There are 6,290,470 references in Google to multitasking, and almost that many opinions on whether it is counterproductive or the greatest time-management aid since the wristwatch. As befits an issue studied so exhaustively, multitasking often features in the news. A handful of recent articles turned up a few thought-provoking observations.
The “peg” for an opinion piece in the New York Times on May 21 is an executive who positioned his office computer above a treadmill so he could walk constantly, keeping fit as he ran a business. The observation was presented as a cautionary tale. Writer Carolyn Curiel cited studies that show people may pack the equivalent of 31 hours of activities into a 24-hour day by doing several things at once. She bemoaned the cost: “We think of America as a sleep-deprived nation, but we are becoming deep-thought deprived, too. A closed door does not stop interruptions, because we are packing the weapons that can shatter concentration or quiet contemplation. Our fingers are always on a button.”
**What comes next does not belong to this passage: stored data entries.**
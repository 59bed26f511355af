//! Live game ownership and cell-click input.
//!
//! `GameSession` is the single owner of the live `GameState`. Front ends feed
//! it cell indices: the first click on a piece of the side to move selects
//! it, a click on a slide destination plays that slide, and a click on a
//! first-hop landing cell starts a capture that is entered hop by hop. The
//! board shown during a capture is a preview; the live state only changes
//! once a whole legal move has been identified and committed.

use thiserror::Error;
use tracing::{debug, info};

use crate::engines::difficulty::Difficulty;
use crate::engines::engine_minimax::get_best_move;
use crate::game_state::checkers_rules::CELL_COUNT;
use crate::game_state::{checkers_types::*, game_state::GameState};
use crate::move_generation::legal_move_apply::{play_path_on_board, try_apply_move};
use crate::move_generation::move_generator::MoveGenerationError;
use crate::moves::move_descriptions::{CaptureList, MovePath};

#[derive(Debug, Clone, PartialEq, Eq, Error)]
pub enum SessionError {
    #[error("cell {0} is off the board")]
    CellOutOfRange(usize),

    #[error("cell {0} does not hold a piece of the side to move")]
    NotYourPiece(Square),

    #[error("no piece is selected")]
    NoPieceSelected,

    #[error("cell {0} is not a destination for the selected piece")]
    NotADestination(Square),

    #[error("the side to move has no legal move")]
    NoMoveAvailable,

    #[error(transparent)]
    Move(#[from] MoveGenerationError),
}

pub type SessionResult<T> = Result<T, SessionError>;

#[derive(Debug, Clone, PartialEq, Eq)]
pub enum ClickOutcome {
    /// A piece was selected; these cells are its slide destinations and first-hop landings.
    Selected { destinations: Vec<Square> },
    /// One hop of a capture chain was entered; more hops must follow.
    HopPlayed { at: Square, next_hops: Vec<Square> },
    /// A complete legal move was played and the turn passed.
    Committed(Move),
}

/// A capture chain being entered hop by hop.
#[derive(Debug, Clone)]
struct JumpInProgress {
    /// Legal chains consistent with the hops entered so far.
    candidates: Vec<Move>,
    /// Index into the candidates' paths of the cell the piece now stands on.
    cursor: usize,
    preview: Board,
}

impl JumpInProgress {
    fn next_hops(&self) -> Vec<Square> {
        let mut hops = Vec::new();
        for mv in &self.candidates {
            if let Some(&cell) = mv.path.get(self.cursor + 1) {
                if !hops.contains(&cell) {
                    hops.push(cell);
                }
            }
        }
        hops
    }

    fn current_cell(&self) -> Square {
        self.candidates[0].path[self.cursor]
    }
}

#[derive(Debug, Clone)]
pub struct GameSession {
    state: GameState,
    selected: Option<Square>,
    jump: Option<JumpInProgress>,
}

impl GameSession {
    pub fn new(rules: RuleSet) -> Self {
        Self::from_state(GameState::new_game_with_rules(rules))
    }

    pub fn from_state(state: GameState) -> Self {
        Self {
            state,
            selected: None,
            jump: None,
        }
    }

    /// Throw away the current game and start over with the same rules.
    pub fn reset(&mut self) {
        let rules = self.state.rules;
        *self = Self::new(rules);
        debug!("session reset");
    }

    #[inline]
    pub fn state(&self) -> &GameState {
        &self.state
    }

    #[inline]
    pub fn turn(&self) -> Player {
        self.state.turn
    }

    #[inline]
    pub fn winner(&self) -> Option<Player> {
        self.state.winner
    }

    #[inline]
    pub fn selected(&self) -> Option<Square> {
        self.selected
    }

    #[inline]
    pub fn is_capturing(&self) -> bool {
        self.jump.is_some()
    }

    /// Board as it should be displayed, including hops of an unfinished capture.
    pub fn preview_board(&self) -> &Board {
        match &self.jump {
            Some(jump) => &jump.preview,
            None => &self.state.board,
        }
    }

    pub fn status_message(&self) -> String {
        match self.state.winner {
            Some(winner) => format!("Congratulations, player {winner}! Reset to play again."),
            None => format!("It is player {}'s turn", self.state.turn),
        }
    }

    /// Cells the piece on `origin` can reach with its first step.
    pub fn destinations_from(&self, origin: Square) -> Vec<Square> {
        let mut out = Vec::new();
        for mv in self.state.legal_moves.iter().filter(|m| m.origin() == origin) {
            let first_step = mv.path[1];
            if !out.contains(&first_step) {
                out.push(first_step);
            }
        }
        out
    }

    /// Select a piece of the side to move.
    pub fn select(&mut self, cell: usize) -> SessionResult<Vec<Square>> {
        let cell = self.checked_cell(cell)?;
        self.ensure_live()?;
        if self.jump.is_some() {
            return Err(SessionError::NotADestination(cell));
        }
        match self.state.piece_at(cell) {
            Some(piece) if piece.owner == self.state.turn => {
                self.selected = Some(cell);
                Ok(self.destinations_from(cell))
            }
            _ => Err(SessionError::NotYourPiece(cell)),
        }
    }

    /// Feed one clicked cell.
    pub fn click(&mut self, cell: usize) -> SessionResult<ClickOutcome> {
        let cell = self.checked_cell(cell)?;
        self.ensure_live()?;

        if self.jump.is_some() {
            return self.continue_jump(cell);
        }

        if matches!(self.state.piece_at(cell), Some(p) if p.owner == self.state.turn) {
            let destinations = self.select(cell as usize)?;
            return Ok(ClickOutcome::Selected { destinations });
        }

        let origin = self.selected.ok_or(SessionError::NoPieceSelected)?;

        let slide = self
            .state
            .legal_moves
            .iter()
            .find(|m| {
                m.kind == MoveKind::Regular && m.origin() == origin && m.destination() == cell
            })
            .cloned();
        if let Some(mv) = slide {
            return self.commit(mv).map(ClickOutcome::Committed);
        }

        let candidates: Vec<Move> = self
            .state
            .legal_moves
            .iter()
            .filter(|m| m.is_jump() && m.origin() == origin && m.path[1] == cell)
            .cloned()
            .collect();
        if candidates.is_empty() {
            return Err(SessionError::NotADestination(cell));
        }

        self.jump = Some(JumpInProgress {
            candidates,
            cursor: 0,
            preview: self.state.board,
        });
        self.continue_jump(cell)
    }

    /// Play a complete move directly, bypassing click entry.
    pub fn play(&mut self, mv: &Move) -> SessionResult<()> {
        self.ensure_live()?;
        self.commit(mv.clone()).map(|_| ())
    }

    /// Let the engine move for the side to move.
    pub fn play_ai(&mut self, difficulty: Difficulty) -> SessionResult<Move> {
        self.ensure_live()?;
        self.jump = None;
        self.selected = None;
        let mv = get_best_move(&self.state, difficulty).ok_or(SessionError::NoMoveAvailable)?;
        self.commit(mv)
    }

    fn continue_jump(&mut self, cell: Square) -> SessionResult<ClickOutcome> {
        let jump = self.jump.as_mut().ok_or(SessionError::NoPieceSelected)?;
        let next = jump.cursor + 1;

        if !jump.next_hops().contains(&cell) {
            return Err(SessionError::NotADestination(cell));
        }
        jump.candidates.retain(|m| m.path.get(next) == Some(&cell));
        jump.cursor = next;

        let entered = &jump.candidates[0];
        let partial = Move {
            path: MovePath::from_slice(&entered.path[..=next]),
            captures: CaptureList::from_slice(&entered.captures[..next]),
            kind: MoveKind::Jump,
        };
        jump.preview = play_path_on_board(&self.state.board, &partial);
        self.selected = Some(jump.current_cell());

        let next_hops = jump.next_hops();
        if next_hops.is_empty() {
            let mv = jump.candidates[0].clone();
            return self.commit(mv).map(ClickOutcome::Committed);
        }
        Ok(ClickOutcome::HopPlayed {
            at: cell,
            next_hops,
        })
    }

    fn commit(&mut self, mv: Move) -> SessionResult<Move> {
        let next = try_apply_move(&self.state, &mv)?;
        debug!(%mv, player = %self.state.turn, "move committed");
        self.state = next;
        self.selected = None;
        self.jump = None;
        if let Some(winner) = self.state.winner {
            info!(%winner, "game over");
        }
        Ok(mv)
    }

    fn ensure_live(&self) -> SessionResult<()> {
        match self.state.winner {
            Some(winner) => Err(MoveGenerationError::GameOver { winner }.into()),
            None => Ok(()),
        }
    }

    fn checked_cell(&self, cell: usize) -> SessionResult<Square> {
        if cell >= CELL_COUNT {
            return Err(SessionError::CellOutOfRange(cell));
        }
        Ok(cell as Square)
    }
}

impl Default for GameSession {
    fn default() -> Self {
        Self::new(RuleSet::default())
    }
}

#[cfg(test)]
mod tests {
    use super::*;

    fn double_jump_session() -> GameSession {
        // 18 can take 27 then either 45 (landing 54) or 43 (landing 50).
        GameSession::from_state(GameState::from_pieces(
            Player::White,
            &[
                (18, Piece::regular(Player::White)),
                (27, Piece::regular(Player::Black)),
                (45, Piece::regular(Player::Black)),
                (43, Piece::regular(Player::Black)),
                (61, Piece::regular(Player::Black)),
            ],
            RuleSet::default(),
        ))
    }

    #[test]
    fn select_then_slide_commits_the_move() {
        let mut session = GameSession::default();
        assert_eq!(session.select(16), Ok(vec![25]));
        let outcome = session.click(25).expect("25 is a destination");
        assert_eq!(outcome, ClickOutcome::Committed(Move::simple(16, 25)));
        assert_eq!(session.turn(), Player::Black);
        assert_eq!(session.selected(), None);
        assert_eq!(session.status_message(), "It is player Black's turn");
    }

    #[test]
    fn clicking_an_own_piece_selects_it() {
        let mut session = GameSession::default();
        let outcome = session.click(18).expect("own piece");
        assert_eq!(
            outcome,
            ClickOutcome::Selected {
                destinations: vec![27, 25]
            }
        );
        assert_eq!(session.selected(), Some(18));
    }

    #[test]
    fn bad_clicks_are_rejected_without_changing_state() {
        let mut session = GameSession::default();
        assert_eq!(session.click(64), Err(SessionError::CellOutOfRange(64)));
        assert_eq!(session.click(27), Err(SessionError::NoPieceSelected));
        assert_eq!(session.select(45), Err(SessionError::NotYourPiece(45)));
        session.select(16).expect("own piece");
        assert_eq!(session.click(36), Err(SessionError::NotADestination(36)));
        assert_eq!(session.turn(), Player::White);
    }

    #[test]
    fn capture_chain_is_entered_hop_by_hop() {
        let mut session = double_jump_session();
        session.select(18).expect("own piece");

        let first = session.click(36).expect("first hop");
        assert_eq!(
            first,
            ClickOutcome::HopPlayed {
                at: 36,
                next_hops: vec![54, 50]
            }
        );
        assert!(session.is_capturing());
        // Preview shows the hop; the live state does not.
        assert!(session.preview_board()[27].is_none());
        assert!(session.preview_board()[36].is_some());
        assert!(session.state().piece_at(27).is_some());
        assert_eq!(session.turn(), Player::White);

        assert_eq!(session.click(63), Err(SessionError::NotADestination(63)));

        let done = session.click(50).expect("second hop");
        let mv = match done {
            ClickOutcome::Committed(mv) => mv,
            other => panic!("expected a committed move, got {other:?}"),
        };
        assert_eq!(mv.path.as_slice(), &[18, 36, 50]);
        assert_eq!(mv.captures.as_slice(), &[27, 43]);
        assert!(!session.is_capturing());
        assert_eq!(session.turn(), Player::Black);
        assert!(session.state().piece_at(45).is_some());
    }

    #[test]
    fn single_hop_capture_commits_immediately() {
        let mut session = GameSession::from_state(GameState::from_pieces(
            Player::White,
            &[
                (18, Piece::regular(Player::White)),
                (27, Piece::regular(Player::Black)),
                (63, Piece::regular(Player::Black)),
            ],
            RuleSet::default(),
        ));
        session.select(18).expect("own piece");
        let outcome = session.click(36).expect("capture");
        assert_eq!(outcome, ClickOutcome::Committed(Move::single_jump(18, 27, 36)));
    }

    #[test]
    fn finished_games_refuse_further_input() {
        let mut session = GameSession::from_state(GameState::from_pieces(
            Player::White,
            &[
                (18, Piece::regular(Player::White)),
                (27, Piece::regular(Player::Black)),
            ],
            RuleSet::default(),
        ));
        session.select(18).expect("own piece");
        session.click(36).expect("winning capture");
        assert_eq!(session.winner(), Some(Player::White));
        assert!(session.status_message().contains("Congratulations, player White"));

        let err = session.click(36).expect_err("game is over");
        assert_eq!(
            err,
            SessionError::Move(MoveGenerationError::GameOver {
                winner: Player::White
            })
        );
        assert!(session.play_ai(Difficulty::Easy).is_err());
        assert_eq!(session.winner(), Some(Player::White));

        session.reset();
        assert_eq!(session.winner(), None);
        assert_eq!(session.state().legal_moves.len(), 7);
    }

    #[test]
    fn ai_moves_for_the_side_to_move() {
        let mut session = GameSession::default();
        session.select(16).expect("own piece");
        session.click(25).expect("slide");
        let reply = session.play_ai(Difficulty::Easy).expect("black has moves");
        assert!(reply.origin() >= 40, "black moves from its own half, got {reply}");
        assert_eq!(session.turn(), Player::White);
    }

    #[test]
    fn play_rejects_moves_outside_the_legal_set() {
        let mut session = GameSession::default();
        let err = session.play(&Move::simple(0, 9)).expect_err("blocked");
        assert_eq!(
            err,
            SessionError::Move(MoveGenerationError::IllegalMove(Move::simple(0, 9)))
        );
    }
}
And there are other costs. Interviewed for Management-Issues in Britain, Robert Croker, Ed.D., explained that the brain is not designed for multitasking. The Chair of the Human Resource Training and Development department at Idaho State University, he explained that it is a common misconception that a brain is like a computer. “A computer is designed to multitask,” he said. “A human brain is not designed to function optimally in a multitask environment.”
According to research cited in the article, jumping back and forth between tasks can take four times longer to accomplish them due to the time required for switching gears. The studies published in the Journal of Experimental Psychology and the science journal NeuroImage also noted that the quality of completed tasks is diminished when they are performed simultaneously. The article argued that maximum productivity is more likely to be a result of better planning than multitasking.
It warned readers against becoming slaves to their email, and passed on a tip from Julie Morgenstern, described as a workplace-organizer guru. “Never check e-mail first thing in the morning,” she said. “When it comes to getting sidetracked, e-mail is a major culprit. The work that makes you money should come first.”
No one denies that conducting business on a cell phone while driving isn’t dangerous, but it is still a common practice. An article on May 11 in OnRec.com, an online British recruitment magazine, attached some figures to the practice. Conducted by Bibby Financial Services, it revealed that almost a quarter of business drivers own up to using their mobile phone without a hands-free kit, which has been illegal in Britain since 2003, and 42 percent confess to eating and drinking behind the wheel. They also admit to reading maps while driving, inserting CDs, tuning the radio and arguing with passengers or other drivers. More than a quarter of drivers in the study experienced a near miss while multitasking behind the wheel.
A Los Angeles Times article on May 23 featured a woman whose livelihood and the lives of millions of travelers depend on her ability to juggle many events at once. Pam Logan, an air traffic controller in San Diego, shepherds jetliners into and through the airspace of Riverside County, California, routing them around swarms of small planes that operate from local airstrips. The article argued that women are wired to multitask, indirectly describing another fact about the practice: however counterproductive or productive, undesirable or desirable, multitasking is here to stay and is essential in many workplaces. Consider where hospital emergency rooms would be without people skilled at juggling multiple demands.